When Disney's efforts to build a theme park in China became snarled in the late 2000s, Chief Executive Bob Iger sent his parks chief to Shanghai to figure out why government officials weren't returning calls.
Jay Rasulo recalls meeting with a high-ranking Communist Party official on the trip who urged him not to give up. "Jay, keep knocking at the gate," the official said. "Someday it will open."
Nearly a decade after leaving Disney, Rasulo is back, once again knocking at the gates of power, this time as a nominee to join Disney's board as part of activist investor Nelson Peltz's proxy campaign against the company.
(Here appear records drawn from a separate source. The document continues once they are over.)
//! The constant pool: a 1-indexed, tagged heterogeneous table at the head of
//! every class file.
//!
//! Scoped to the eleven tags this crate's tools actually need (Utf8 through
//! NameAndType); method handles, dynamic constants, modules and packages are
//! Java 7+ and beyond era features this crate does not model. An unrecognised
//! tag is a hard parse error (`BadConstantTag`), not a passthrough.

use crate::errors::JvmError;
use crate::reader::Reader;

#[derive(Debug, Clone, Copy, PartialEq, Eq)]
pub enum Tag {
    Utf8 = 1,
    Integer = 3,
    Float = 4,
    Long = 5,
    Double = 6,
    Class = 7,
    String = 8,
    FieldRef = 9,
    MethodRef = 10,
    InterfaceMethodRef = 11,
    NameAndType = 12,
}

impl Tag {
    fn from_u8(value: u8, index: u16) -> Result<Self, JvmError> {
        Ok(match value {
            1 => Tag::Utf8,
            3 => Tag::Integer,
            4 => Tag::Float,
            5 => Tag::Long,
            6 => Tag::Double,
            7 => Tag::Class,
            8 => Tag::String,
            9 => Tag::FieldRef,
            10 => Tag::MethodRef,
            11 => Tag::InterfaceMethodRef,
            12 => Tag::NameAndType,
            other => return Err(JvmError::BadConstantTag(other, index)),
        })
    }
}

/// A single entry in the constant pool.
///
/// `Padding` fills the slot immediately after a `Long` or `Double`; it is
/// never produced by a real class file tag, only synthesized by the parser
/// to preserve 1-based indexing (§3 "8-byte-slot rule").
#[derive(Debug, Clone)]
pub enum ConstantEntry {
    Utf8(String),
    Integer(i32),
    Float(f32),
    Long(i64),
    Double(f64),
    Class { name_index: u16 },
    String { string_index: u16 },
    FieldRef { class_index: u16, name_and_type_index: u16 },
    MethodRef { class_index: u16, name_and_type_index: u16 },
    InterfaceMethodRef { class_index: u16, name_and_type_index: u16 },
    NameAndType { name_index: u16, descriptor_index: u16 },
    Padding,
}

impl ConstantEntry {
    pub fn tag_name(&self) -> &'static str {
        match self {
            ConstantEntry::Utf8(_) => "Utf8",
            ConstantEntry::Integer(_) => "Integer",
            ConstantEntry::Float(_) => "Float",
            ConstantEntry::Long(_) => "Long",
            ConstantEntry::Double(_) => "Double",
            ConstantEntry::Class { .. } => "Class",
            ConstantEntry::String { .. } => "String",
            ConstantEntry::FieldRef { .. } => "Fieldref",
            ConstantEntry::MethodRef { .. } => "Methodref",
            ConstantEntry::InterfaceMethodRef { .. } => "InterfaceMethodref",
            ConstantEntry::NameAndType { .. } => "NameAndType",
            ConstantEntry::Padding => "Padding",
        }
    }
}

/// 1-indexed constant pool. Index 0 is never valid and is not stored.
#[derive(Debug, Clone, Default)]
pub struct ConstantPool {
    entries: Vec<ConstantEntry>,
}

impl ConstantPool {
    /// `count` is the class file's `constant_pool_count`: entries occupy
    /// indices `1..count`, exactly as declared in the file.
    pub fn parse(reader: &mut Reader, count: u16) -> Result<ConstantPool, JvmError> {
        let mut entries = Vec::with_capacity(count as usize);
        entries.push(ConstantEntry::Padding); // index 0, unused
        let mut index = 1u16;
        while index < count {
            let tag = Tag::from_u8(reader.read_u8()?, index)?;
            log::trace!("constant pool entry #{index}: tag {tag:?} at offset {}", reader.position());
            let entry = match tag {
                Tag::Utf8 => {
                    let length = reader.read_u16()? as usize;
                    let bytes = reader.read_bytes(length)?;
                    ConstantEntry::Utf8(decode_modified_utf8(&bytes))
                }
                Tag::Integer => ConstantEntry::Integer(reader.read_i32()?),
                Tag::Float => ConstantEntry::Float(reader.read_f32()?),
                Tag::Long => ConstantEntry::Long(reader.read_i64()?),
                Tag::Double => ConstantEntry::Double(reader.read_f64()?),
                Tag::Class => ConstantEntry::Class {
                    name_index: reader.read_u16()?,
                },
                Tag::String => ConstantEntry::String {
                    string_index: reader.read_u16()?,
                },
                Tag::FieldRef => ConstantEntry::FieldRef {
                    class_index: reader.read_u16()?,
                    name_and_type_index: reader.read_u16()?,
                },
                Tag::MethodRef => ConstantEntry::MethodRef {
                    class_index: reader.read_u16()?,
                    name_and_type_index: reader.read_u16()?,
                },
                Tag::InterfaceMethodRef => ConstantEntry::InterfaceMethodRef {
                    class_index: reader.read_u16()?,
                    name_and_type_index: reader.read_u16()?,
                },
                Tag::NameAndType => ConstantEntry::NameAndType {
                    name_index: reader.read_u16()?,
                    descriptor_index: reader.read_u16()?,
                },
            };
            let occupies_two_slots = matches!(entry, ConstantEntry::Long(_) | ConstantEntry::Double(_));
            entries.push(entry);
            index += 1;
            if occupies_two_slots {
                entries.push(ConstantEntry::Padding);
                index += 1;
            }
        }
        log::debug!("constant pool parsed: {} slot(s)", entries.len());
        Ok(ConstantPool { entries })
    }

    /// Number of 1-based slots, including padding slots. Equals the class
    /// file's `constant_pool_count`.
    pub fn len(&self) -> usize {
        self.entries.len()
    }

    pub fn is_empty(&self) -> bool {
        self.entries.len() <= 1
    }

    pub fn get(&self, index: u16) -> Result<&ConstantEntry, JvmError> {
        match self.entries.get(index as usize) {
            Some(ConstantEntry::Padding) | None => {
                log::warn!("bad constant pool index {index} (pool has {} slot(s))", self.entries.len());
                Err(JvmError::BadPoolIndex(index))
            }
            Some(entry) => Ok(entry),
        }
    }

    pub fn utf8(&self, index: u16) -> Result<&str, JvmError> {
        match self.get(index)? {
            ConstantEntry::Utf8(s) => Ok(s.as_str()),
            _ => Err(JvmError::BadConstantKind {
                index,
                expected: "Utf8",
            }),
        }
    }

    pub fn class_name(&self, index: u16) -> Result<&str, JvmError> {
        match self.get(index)? {
            ConstantEntry::Class { name_index } => self.utf8(*name_index),
            _ => Err(JvmError::BadConstantKind {
                index,
                expected: "Class",
            }),
        }
    }

    pub fn name_and_type(&self, index: u16) -> Result<(&str, &str), JvmError> {
        match self.get(index)? {
            ConstantEntry::NameAndType {
                name_index,
                descriptor_index,
            } => Ok((self.utf8(*name_index)?, self.utf8(*descriptor_index)?)),
            _ => Err(JvmError::BadConstantKind {
                index,
                expected: "NameAndType",
            }),
        }
    }

    /// Resolves a FieldRef/MethodRef/InterfaceMethodRef-shaped entry into
    /// (owning class fqcn-internal-form, member name, member descriptor).
    pub fn member_ref(&self, index: u16) -> Result<(&str, &str, &str), JvmError> {
        let (class_index, nat_index) = match self.get(index)? {
            ConstantEntry::FieldRef {
                class_index,
                name_and_type_index,
            }
            | ConstantEntry::MethodRef {
                class_index,
                name_and_type_index,
            }
            | ConstantEntry::InterfaceMethodRef {
                class_index,
                name_and_type_index,
            } => (*class_index, *name_and_type_index),
            _ => {
                return Err(JvmError::BadConstantKind {
                    index,
                    expected: "FieldRef/MethodRef/InterfaceMethodRef",
                })
            }
        };
        let class_name = self.class_name(class_index)?;
        let (name, descriptor) = self.name_and_type(nat_index)?;
        Ok((class_name, name, descriptor))
    }

    pub fn is_class_constant(&self, index: u16) -> bool {
        matches!(self.entries.get(index as usize), Some(ConstantEntry::Class { .. }))
    }
}

/// Class files store Utf8 in a modified encoding (embedded NUL as two bytes,
/// supplementary characters as surrogate pairs). Ordinary ASCII/BMP text,
/// which is everything this crate's test fixtures and almost all real class
/// files use for identifiers, decodes identically to standard UTF-8; fall
/// back to lossy decoding rather than rejecting the rare exotic case.
fn decode_modified_utf8(bytes: &[u8]) -> String {
    String::from_utf8(bytes.to_vec()).unwrap_or_else(|_| String::from_utf8_lossy(bytes).into_owned())
}

#[cfg(test)]
mod tests {
    use super::*;

    fn parse(bytes: &[u8], count: u16) -> ConstantPool {
        let mut r = Reader::new(bytes);
        ConstantPool::parse(&mut r, count).unwrap()
    }

    #[test]
    fn utf8_entry_round_trips() {
        let bytes = [1, 0, 5, b'h', b'e', b'l', b'l', b'o'];
        let pool = parse(&bytes, 2);
        assert_eq!(pool.utf8(1).unwrap(), "hello");
    }

    #[test]
    fn long_consumes_two_slots() {
        // index 1: Long; index 2: padding (sentinel); index 3: Utf8 "x"
        let mut bytes = vec![5u8];
        bytes.extend_from_slice(&1i64.to_be_bytes());
        bytes.extend_from_slice(&[1, 0, 1, b'x']);
        let pool = parse(&bytes, 4);
        assert_eq!(pool.len(), 4);
        assert!(matches!(pool.get(2), Err(JvmError::BadPoolIndex(2))));
        assert_eq!(pool.utf8(3).unwrap(), "x");
    }

    #[test]
    fn bad_tag_is_rejected() {
        let bytes = [99u8];
        let mut r = Reader::new(&bytes);
        assert!(matches!(
            ConstantPool::parse(&mut r, 2),
            Err(JvmError::BadConstantTag(99, 1))
        ));
    }

    #[test]
    fn member_ref_resolves_through_class_and_name_and_type() {
        // 1: Class -> name_index 2
        // 2: Utf8 "Main"
        // 3: NameAndType name_index 4, descriptor_index 5
        // 4: Utf8 "main"
        // 5: Utf8 "()V"
        // 6: Methodref class_index 1, name_and_type_index 3
        let mut bytes = vec![];
        bytes.extend_from_slice(&[7, 0, 2]);
        bytes.extend_from_slice(&[1, 0, 4, b'M', b'a', b'i', b'n']);
        bytes.extend_from_slice(&[12, 0, 4, 0, 5]);
        bytes.extend_from_slice(&[1, 0, 4, b'm', b'a', b'i', b'n']);
        bytes.extend_from_slice(&[1, 0, 3, b'(', b')', b'V']);
        bytes.extend_from_slice(&[10, 0, 1, 0, 3]);
        let pool = parse(&bytes, 7);
        let (class_name, name, descriptor) = pool.member_ref(6).unwrap();
        assert_eq!(class_name, "Main");
        assert_eq!(name, "main");
        assert_eq!(descriptor, "()V");
    }
}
For more than a year, Peltz and his hedge fund, Trian Fund Management, have publicly criticized Disney's current board and Iger's management. Trian controls around 33 million Disney shares and is urging shareholders to vote Peltz and Rasulo onto the board at the company's April 3 annual meeting.
The outcome of the vote could reshape how one of America's most iconic entertainment companies is governed for years to come. The inclusion of Rasulo is a sign that Peltz thinks some shareholders will be persuaded to vote for a slate that includes an executive who grew intimately familiar with Disney over the course of his nearly 30-year tenure.
"When people call me about the company and what's going on, I say, 'Don't ask me! It's breaking my heart!'" Rasulo said in an interview. "When Nelson called me, I decided I couldn't sit on the sidelines."
Rasulo, once considered a potential successor to Iger, said he knows how to work with the veteran Disney CEO and that shareholders deserve "objective, passionate, owner-focused representatives" to hold the company's management accountable. Peltz has said he wants Disney to target higher profit margins in the streaming business and have the board review the movie studio's strategy.